Special interest spending for Roggensack by big-money groups began during her primary campaign against Fallone and Milwaukee attorney Vince Megna. Fallone and Roggensack were the top two vote getters in that Feb. 19 election, allowing them to proceed to the April 2 run-off race.

Fueled by donations from corporate-funded groups, Roggensack has maintained a three-to-one spending advantage over Fallone. The Koch-brothers-backed Club for Growth pumped more than $400,000 into TV ads for Roggensack during her primary race alone. Roggensack’s campaign spent only $90,000 on television commercials during the primary.

Roggensack has been strongly criticized for joining the Supreme Court’s 4-3 right-wing majority in ruling that justices should not recuse themselves from cases involving contributors to their campaigns. In contrast, Fallone supports requiring justices to step aside in cases involving parties who had made political donations to members of the court.

Roggensack contends that disqualifying herself from hearing cases involving her big-money backers would be unfair to the thousands of other citizens who voted for her. But in what many say is a hypocritical contradiction, Roggensack joined the court’s other right-wing justices in recusing herself from a case concerning her judicial colleague Justice David Prosser.

A man of notoriously flaming temperament, Prosser allegedly put his hands around Justice Ann Walsh Bradley’s neck during an altercation in June 2011. 

In recusing herself, Roggensack helped to halt the state Judicial Commission’s investigation of an ethics violation against Prosser.

Despite the distinctly partisan differences between the two judicial candidates’ backers, Fallone told WiG he believes nothing related to politics has a place in a judicial race.

“As I talk to voters around the state, even those who complain about the court leaning too far in a conservative direction don’t think the solution is too push the court in a liberal direction,” Fallone said. “They want to elect candidates who won’t be too political.”

Fallone denied that he has any agenda that he’d try to advance as a Supreme Court justice.

“I don’t think of myself as swinging the balance of the court one way or the other on ideological ground,” he said. “It’s a mistake for judges to embrace overarching philosophies of the law.

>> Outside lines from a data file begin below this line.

/// Handle OAuth login form submission (POST /oauth2/login)
async fn handle_oauth_login_submit(
    form: HashMap<String, String>,
    database: Arc<Database>,
    auth_manager: Arc<AuthManager>,
    jwks_manager: Arc<JwksManager>,
) -> Result<Box<dyn warp::Reply>, Rejection> {
    // Extract credentials from form
    let Some(email) = form.get("email") else {
        return Ok(Box::new(warp::reply::with_status(
            "Missing email",
            warp::http::StatusCode::BAD_REQUEST,
        )));
    };

    let Some(password) = form.get("password") else {
        return Ok(Box::new(warp::reply::with_status(
            "Missing password",
            warp::http::StatusCode::BAD_REQUEST,
        )));
    };

    // Authenticate user using database lookup and password verification
    match authenticate_user_with_auth_manager(
        database.clone(),
        email,
        password,
        &auth_manager,
        &jwks_manager,
    )
    .await
    {
        Ok(token) => {
            // Extract OAuth parameters from form to continue authorization flow (including PKCE)
            let client_id = form.get("client_id").map_or("", |v| v);
            let redirect_uri = form.get("redirect_uri").map_or("", |v| v);
            let response_type = form.get("response_type").map_or("", |v| v);
            let state = form.get("state").map_or("", |v| v);
            let scope = form.get("scope").map_or("", |v| v);
            let code_challenge = form.get("code_challenge").map_or("", |v| v);
            let code_challenge_method = form.get("code_challenge_method").map_or("", |v| v);

            let auth_url = build_authorization_url_from_form(
                client_id,
                redirect_uri,
                response_type,
                state,
                scope,
                code_challenge,
                code_challenge_method,
            );

            tracing::info!(
                "User {} authenticated successfully for OAuth, redirecting to authorization",
                email
            );

            // Set session cookie and redirect to authorization endpoint
            // Cookie security: HttpOnly prevents XSS, Secure enforces HTTPS, SameSite=Lax prevents CSRF
            // Max-Age matches JWT expiration (24 hours = 86400 seconds)
            let redirect_response = warp::reply::with_header(
                warp::reply::with_header(warp::reply(), "Location", auth_url),
                "Set-Cookie",
                format!(
                    "pierre_session={token}; HttpOnly; Secure; Path=/; SameSite=Lax; Max-Age=86400"
                ),
            );

            Ok(Box::new(warp::reply::with_status(
                redirect_response,
                warp::http::StatusCode::FOUND,
            )))
        }
        Err(e) => {
            tracing::warn!("Authentication failed for OAuth login: {}", e);

            // Return to login page with error message
            let error_html = format!(
                r#"
<!DOCTYPE html>
<html>
<head>
    <title>Pierre MCP Server - Login Error</title>
    <style>
        body {{ font-family: Arial, sans-serif; margin: 40px; }}
        .error {{ color: red; background-color: #ffe6e6; padding: 15px; border-radius: 4px; margin-bottom: 20px; }}
    </style>
</head>
<body>
    <div class="error">
        <strong>Authentication Failed:</strong> Invalid email or password. Please try again.
    </div>
    <a href="/oauth2/login?client_id={}&redirect_uri={}&response_type={}&state={}&scope={}&code_challenge={}&code_challenge_method={}">← Back to Login</a>
</body>
</html>
            "#,
                form.get("client_id").map_or("", |v| v),
                urlencoding::encode(form.get("redirect_uri").map_or("", |v| v)),
                form.get("response_type").map_or("", |v| v),
                form.get("state").map_or("", |v| v),
                urlencoding::encode(form.get("scope").map_or("", |v| v)),
                urlencoding::encode(form.get("code_challenge").map_or("", |v| v)),
                form.get("code_challenge_method").map_or("", |v| v)
            );

            Ok(Box::new(warp::reply::with_header(
                warp::reply::with_status(error_html, warp::http::StatusCode::UNAUTHORIZED),
                "content-type",
                "text/html; charset=utf-8",
            )))
        }
    }
}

If you think there is one big theory that explains the law, you end up as a judge trying to pigeonhole cases into to your particular theory. Parties in a case want an independent judge.”

Fallone said he’s proud of his endorsements from Equality Wisconsin and Fair Wisconsin.

“Throughout my career I’ve recognized and advocated for equal treatment under the law for all persons,” he said. “I’ll continue to promote equality under the law as one of my primary motivations.”

In 2010, when Marquette rescinded its offer to a lesbian scholar who’d been selected as dean of the School of Arts and Sciences, Fallone was chairman of the university’s academic senate, which condemned the decision. He did not, however, join with about 100 other faculty members who signed a full-page ad that appeared in the Milwaukee Journal Sentinel criticizing the university’s leadership.